MRTG is an SNMP-aware network monitor, so theoretically it can be adapted to monitor any SNMP-enabled device or service. Learn how to monitor hardware and services, and how to find the necessary SNMP information to create custom monitors.
Ready or not, IPv6 is coming, and it will eventually supplant IPv4. Get ahead of the curve by running IPv6 on your own network and over the Internet; learn why those very long IPv6 addresses are actually simpler to manage than IPv4 addresses; learn how to use SSH over IPv6, and how to auto-configure clients without DHCP.
Fedora Linux and all of its relatives (Red Hat, CentOS, Mandriva, PC Linux OS, and so forth), and Debian Linux and all of its descendants (Ubuntu, Mepis, Knoppix, etc.) include utilities for creating and cloning customized installations, and for provisioning new systems over the network. So, you can plug-in a PC, and within a few minutes have a complete new installation all ready to go. This chapter describes how to use ordinary installation ISO images for network installations of Fedora, and how to create and maintain complete local Debian mirrors efficiently.
When Ethernet goes haywire, the serial console will save the day, both locally and remotely; plus, routers and managed switches are often administered via the serial console. Learn how to set up any Linux computer to accept serial connections, and how to use any Linux, Mac OS X, or Windows PC as a serial terminal. You'll also learn how to do dial-up server administration, and how to upload files over your serial link.
Even in these modern times, dial-up networking is still important; we're a long way from universal broadband. Set up Internet-connection sharing over dial-up, dial-on-demand, use cron to schedule dialup sessions, and set up multiple dial-up accounts.
Linux contains a wealth of power tools for diagnosing and fixing network problems. You'll learn the deep dark secrets of ping, how to use tcpdump and Wireshark to eavesdrop on your own wires, how to troubleshoot the name and mail server, how to discover all the hosts on your network, how to track problems down to their sources, and how to set up a secure central logging server.
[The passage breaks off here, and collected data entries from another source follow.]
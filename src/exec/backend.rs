// src/exec/backend.rs

//! Pluggable process backend abstraction.
//!
//! The collection executor talks to a `ProcessBackend` instead of spawning
//! processes itself. This makes it easy to swap in a fake backend in tests
//! (scripted exit codes, recorded start/finish order) while keeping the
//! production implementation in [`super::subprocess`].

use std::future::Future;
use std::path::PathBuf;
use std::pin::Pin;

use anyhow::Result;

use super::subprocess::run_logged;

/// Everything needed to run one external command with logged stdio.
#[derive(Debug, Clone, PartialEq, Eq)]
pub struct ProcessRequest {
    pub log_dir: PathBuf,
    pub log_prefix: String,
    pub program: String,
    pub args: Vec<String>,
}

/// Trait abstracting how a single external command is executed.
///
/// Implementations resolve to:
/// - `Ok(true)` when the command exited with code 0,
/// - `Ok(false)` for a nonzero exit or a command that could not be started,
/// - `Err` when the run could not even be set up (e.g. the log directory).
pub trait ProcessBackend: Send + Sync {
    fn run(
        &self,
        request: ProcessRequest,
    ) -> Pin<Box<dyn Future<Output = Result<bool>> + Send + '_>>;
}

/// Real backend used in production: spawns OS processes.
#[derive(Debug, Clone, Default)]
pub struct RealProcessBackend;

impl RealProcessBackend {
    pub fn new() -> Self {
        Self
    }
}

impl ProcessBackend for RealProcessBackend {
    fn run(
        &self,
        request: ProcessRequest,
    ) -> Pin<Box<dyn Future<Output = Result<bool>> + Send + '_>> {
        Box::pin(async move {
            run_logged(
                &request.log_dir,
                &request.log_prefix,
                &request.program,
                &request.args,
            )
            .await
        })
    }
}
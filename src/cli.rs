// src/cli.rs

//! CLI argument parsing using `clap`.

use std::path::PathBuf;

use clap::{Parser, Subcommand, ValueEnum};

/// Command-line arguments for `newman-runner`.
#[derive(Debug, Clone, Parser)]
#[command(
    name = "newman-runner",
    version,
    about = "Curate a directory of Postman collections and run them through newman.",
    long_about = None
)]
pub struct CliArgs {
    /// Path to the persisted state file (directory, environment, selection).
    #[arg(long, value_name = "PATH", default_value = ".newman-runner/state.toml", global = true)]
    pub state: PathBuf,

    /// Path to the runner config file (TOML). Defaults apply if it is missing.
    #[arg(long, value_name = "PATH", default_value = "NewmanRunner.toml", global = true)]
    pub config: PathBuf,

    /// Logging level (error, warn, info, debug, trace).
    ///
    /// If omitted, `NEWMAN_RUNNER_LOG` or a default level will be used.
    #[arg(long, value_enum, value_name = "LEVEL", global = true)]
    pub log_level: Option<LogLevel>,

    #[command(subcommand)]
    pub command: Command,
}

#[derive(Debug, Clone, Subcommand)]
pub enum Command {
    /// Set the directory scanned for `*.postman_collection.json` files.
    ///
    /// This clears the current selection.
    SetDir {
        #[arg(value_name = "DIR")]
        dir: PathBuf,
    },

    /// Set the Postman environment file passed to newman.
    SetEnv {
        #[arg(value_name = "FILE")]
        file: PathBuf,
    },

    /// Stop passing an environment file to newman.
    ClearEnv,

    /// Reconcile with the directory and print both lists.
    #[command(alias = "refresh")]
    List,

    /// Move collections (by name or path) into the execution list.
    Select {
        #[arg(value_name = "NAME", required = true)]
        names: Vec<String>,
    },

    /// Move collections (by name or path) back to the available list.
    Deselect {
        #[arg(value_name = "NAME", required = true)]
        names: Vec<String>,
    },

    /// Execute every selected collection as one batch.
    Run {
        /// Print the newman invocations without executing anything.
        #[arg(long)]
        dry_run: bool,
    },

    /// Print report and log file locations for collections.
    Paths {
        #[arg(value_name = "NAME", required = true)]
        names: Vec<String>,
    },
}

/// Log level as exposed on the CLI.
#[derive(Debug, Copy, Clone, ValueEnum)]
pub enum LogLevel {
    Error,
    Warn,
    Info,
    Debug,
    Trace,
}

/// Convenience wrapper around `CliArgs::parse()`.
pub fn parse() -> CliArgs {
    CliArgs::parse()
}
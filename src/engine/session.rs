// src/engine/session.rs

//! The owner context for collection state.
//!
//! A [`Session`] owns the available/selected collections and is the only
//! place where their membership changes. Every membership change is written
//! through to the settings store. During a batch the session drains the
//! orchestrator's events and applies them to its own copy of the selection,
//! so readers of [`Session::collections`] see statuses as they happen.

use std::fmt;
use std::path::{Path, PathBuf};
use std::sync::Arc;

use tokio::sync::mpsc;
use tokio::task::JoinHandle;
use tracing::{debug, info, warn};

use crate::collections::{
    discover_collections, CollectionSet, RunStatus, TestCollectionRef, TestCollectionRun,
};
use crate::config::ConfigFile;
use crate::errors::{Result, RunnerError};
use crate::exec::{CollectionExecutor, ExecutorSettings, Invocation, ProcessBackend, ReportPaths};
use crate::fs::FileSystem;
use crate::store::SettingsStore;

use super::orchestrator::ExecutionOrchestrator;
use super::RunnerEvent;

const EVENT_CHANNEL_CAPACITY: usize = 64;

/// Outcome of one batch, in execution order.
#[derive(Debug, Clone, PartialEq, Eq)]
pub struct BatchSummary {
    pub runs: Vec<TestCollectionRun>,
}

impl BatchSummary {
    pub fn passed(&self) -> usize {
        self.count(RunStatus::Pass)
    }

    pub fn failed(&self) -> usize {
        self.count(RunStatus::Fail)
    }

    pub fn all_passed(&self) -> bool {
        self.failed() == 0
    }

    fn count(&self, status: RunStatus) -> usize {
        self.runs.iter().filter(|r| r.status() == status).count()
    }
}

pub struct Session<B: ProcessBackend + 'static> {
    fs: Arc<dyn FileSystem>,
    store: Box<dyn SettingsStore>,
    backend: Arc<B>,
    config: ConfigFile,
    collections: CollectionSet,
    orchestrator: ExecutionOrchestrator<B>,
    events_tx: mpsc::Sender<RunnerEvent>,
    events_rx: mpsc::Receiver<RunnerEvent>,
}

impl<B: ProcessBackend + 'static> fmt::Debug for Session<B> {
    fn fmt(&self, f: &mut fmt::Formatter<'_>) -> fmt::Result {
        f.debug_struct("Session")
            .field("store", &self.store)
            .field("collections", &self.collections)
            .field("orchestrator", &self.orchestrator)
            .finish_non_exhaustive()
    }
}

impl<B: ProcessBackend + 'static> Session<B> {
    /// Build a session from its collaborators. Call [`Session::refresh`] to
    /// load the collections.
    pub fn new(
        fs: Arc<dyn FileSystem>,
        store: Box<dyn SettingsStore>,
        backend: Arc<B>,
        config: ConfigFile,
    ) -> Self {
        let (events_tx, events_rx) = mpsc::channel(EVENT_CHANNEL_CAPACITY);
        let orchestrator =
            build_orchestrator(&backend, &config, store.environment_file(), events_tx.clone());
        Self {
            fs,
            store,
            backend,
            config,
            collections: CollectionSet::new(),
            orchestrator,
            events_tx,
            events_rx,
        }
    }

    pub fn collections(&self) -> &CollectionSet {
        &self.collections
    }

    pub fn store(&self) -> &dyn SettingsStore {
        self.store.as_ref()
    }

    pub fn config(&self) -> &ConfigFile {
        &self.config
    }

    pub fn is_executing(&self) -> bool {
        self.orchestrator.is_executing()
    }

    pub fn collection_directory(&self) -> Option<PathBuf> {
        self.store.collection_directory()
    }

    /// Point the session at a new collection directory. The persisted
    /// selection is cleared before the new directory is reconciled.
    pub fn set_collection_directory(&mut self, dir: &Path) -> Result<()> {
        self.store.set_collection_directory(dir)?;
        self.store.clear_selected_for_execution()?;
        info!(dir = %dir.display(), "test collection directory changed");
        self.refresh()
    }

    /// Set or clear the environment file used by subsequent batches.
    pub fn set_environment_file(&mut self, file: Option<&Path>) -> Result<()> {
        if self.is_executing() {
            return Err(RunnerError::BatchAlreadyRunning);
        }
        self.store.set_environment_file(file)?;
        self.orchestrator = build_orchestrator(
            &self.backend,
            &self.config,
            self.store.environment_file(),
            self.events_tx.clone(),
        );
        Ok(())
    }

    /// Reconcile the collections with the directory contents and the
    /// persisted selection, then write the selection back.
    ///
    /// Without a configured directory this does nothing.
    pub fn refresh(&mut self) -> Result<()> {
        let Some(dir) = self.store.collection_directory() else {
            debug!("no test collection directory set; nothing to refresh");
            return Ok(());
        };

        let discovered = discover_collections(self.fs.as_ref(), &dir);
        let persisted = self.store.selected_for_execution();
        self.collections.reconcile(&discovered, &persisted);
        self.persist_selection()
    }

    pub fn move_to_selected<C: AsRef<TestCollectionRef>>(&mut self, collections: &[C]) -> Result<usize> {
        let moved = self.collections.move_to_selected(collections);
        self.persist_selection()?;
        Ok(moved)
    }

    pub fn move_to_available<C: AsRef<TestCollectionRef>>(&mut self, collections: &[C]) -> Result<usize> {
        let moved = self.collections.move_to_available(collections);
        self.persist_selection()?;
        Ok(moved)
    }

    /// Select collections by display name or path. Returns the queries that
    /// matched nothing; already-selected collections are not reported.
    pub fn select_by_name(&mut self, queries: &[String]) -> Result<Vec<String>> {
        let mut found = Vec::new();
        let mut unknown = Vec::new();
        for query in queries {
            if let Some(c) = self.collections.find_available(query) {
                found.push(c.clone());
            } else if self.collections.find_selected(query).is_some() {
                debug!(query = %query, "collection already selected");
            } else {
                unknown.push(query.clone());
            }
        }
        self.move_to_selected(&found)?;
        Ok(unknown)
    }

    /// Deselect collections by display name or path. Returns the queries that
    /// matched nothing; already-available collections are not reported.
    pub fn deselect_by_name(&mut self, queries: &[String]) -> Result<Vec<String>> {
        let mut found = Vec::new();
        let mut unknown = Vec::new();
        for query in queries {
            if let Some(run) = self.collections.find_selected(query) {
                found.push(run.clone());
            } else if self.collections.find_available(query).is_some() {
                debug!(query = %query, "collection not selected");
            } else {
                unknown.push(query.clone());
            }
        }
        self.move_to_available(&found)?;
        Ok(unknown)
    }

    /// Find a collection in either list.
    pub fn resolve(&self, query: &str) -> Option<TestCollectionRef> {
        self.collections
            .find_selected(query)
            .map(|run| run.collection().clone())
            .or_else(|| self.collections.find_available(query).cloned())
    }

    pub fn report_paths(&self, collection: &TestCollectionRef) -> ReportPaths {
        self.executor().report_paths(collection)
    }

    /// The commands a batch of the current selection would run.
    pub fn planned_invocations(&self) -> Vec<(TestCollectionRef, Invocation)> {
        self.collections
            .selected()
            .iter()
            .map(|run| (run.collection().clone(), self.executor().invocation(run.collection())))
            .collect()
    }

    /// Start a batch of the current selection without waiting for it.
    ///
    /// Events still queued from an earlier batch are applied first. The
    /// session's copy of the statuses only advances while events are being
    /// drained: pass the handle to [`Session::wait_for_batch`], or call
    /// [`Session::apply_pending_events`] periodically.
    pub fn start_batch(&mut self) -> Result<JoinHandle<Vec<TestCollectionRun>>> {
        let stale = self.apply_pending_events();
        if !stale.is_empty() {
            debug!(count = stale.len(), "applied events left over from an earlier batch");
        }
        let runs = self.collections.selected().to_vec();
        self.orchestrator.execute_batch(runs)
    }

    /// Apply every event that is already queued, without waiting. Returns
    /// them in arrival order.
    pub fn apply_pending_events(&mut self) -> Vec<RunnerEvent> {
        let mut applied = Vec::new();
        while let Ok(event) = self.events_rx.try_recv() {
            self.apply_event(&event);
            applied.push(event);
        }
        applied
    }

    /// Drive a batch started with [`Session::start_batch`] to completion.
    ///
    /// Events are applied as they arrive and then handed to `on_event`. Once
    /// the batch task has returned, its runs are applied last, so the
    /// selection always agrees with the returned summary.
    pub async fn wait_for_batch<F>(
        &mut self,
        mut handle: JoinHandle<Vec<TestCollectionRun>>,
        mut on_event: F,
    ) -> Result<BatchSummary>
    where
        F: FnMut(&RunnerEvent),
    {
        let joined = loop {
            tokio::select! {
                biased;
                Some(event) = self.events_rx.recv() => {
                    self.apply_event(&event);
                    on_event(&event);
                }
                joined = &mut handle => break joined,
            }
        };
        let runs = joined.map_err(anyhow::Error::from)?;

        for event in self.apply_pending_events() {
            on_event(&event);
        }
        for run in &runs {
            self.collections.apply_status(run.path(), run.status());
        }
        Ok(BatchSummary { runs })
    }

    /// Execute the current selection as one batch and wait for it, applying
    /// every status event to the selection. `on_event` sees each event after
    /// it has been applied.
    pub async fn execute_selected<F>(&mut self, on_event: F) -> Result<BatchSummary>
    where
        F: FnMut(&RunnerEvent),
    {
        let handle = self.start_batch()?;
        self.wait_for_batch(handle, on_event).await
    }

    fn apply_event(&mut self, event: &RunnerEvent) {
        match event {
            RunnerEvent::StatusChanged { collection, status } => {
                if !self.collections.apply_status(collection.path(), *status) {
                    warn!(collection = %collection, "status for a collection that is no longer selected");
                }
            }
            RunnerEvent::BatchFinished { runs } => {
                for run in runs {
                    self.collections.apply_status(run.path(), run.status());
                }
            }
        }
    }

    fn executor(&self) -> &CollectionExecutor<B> {
        self.orchestrator.executor()
    }

    fn persist_selection(&mut self) -> Result<()> {
        self.store
            .set_selected_for_execution(self.collections.selected())
    }
}

fn build_orchestrator<B: ProcessBackend + 'static>(
    backend: &Arc<B>,
    config: &ConfigFile,
    environment_file: Option<PathBuf>,
    events: mpsc::Sender<RunnerEvent>,
) -> ExecutionOrchestrator<B> {
    let settings = ExecutorSettings::from_config(config, environment_file);
    let executor = CollectionExecutor::new(Arc::clone(backend), settings, events.clone());
    ExecutionOrchestrator::new(executor, config.runner.mode, events)
}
You'll learn a number of lesser-known but powerful utilities such as fping, httping, arping, and mtr, and how to transform an ordinary old laptop into your indispensible portable network diagnostic-and-fixit tool.
Computer networking is a large and complex subject, so here is a list of books and other references that tell you what you need to know.
Don't know what it means? Look it up here.
As the Linux kernel continues to expand in size and functionality, it often makes sense to build your own kernel with all the unnecessary bits stripped out. Learn the Fedora way, the Debian way, and the vanilla way of building a custom kernel.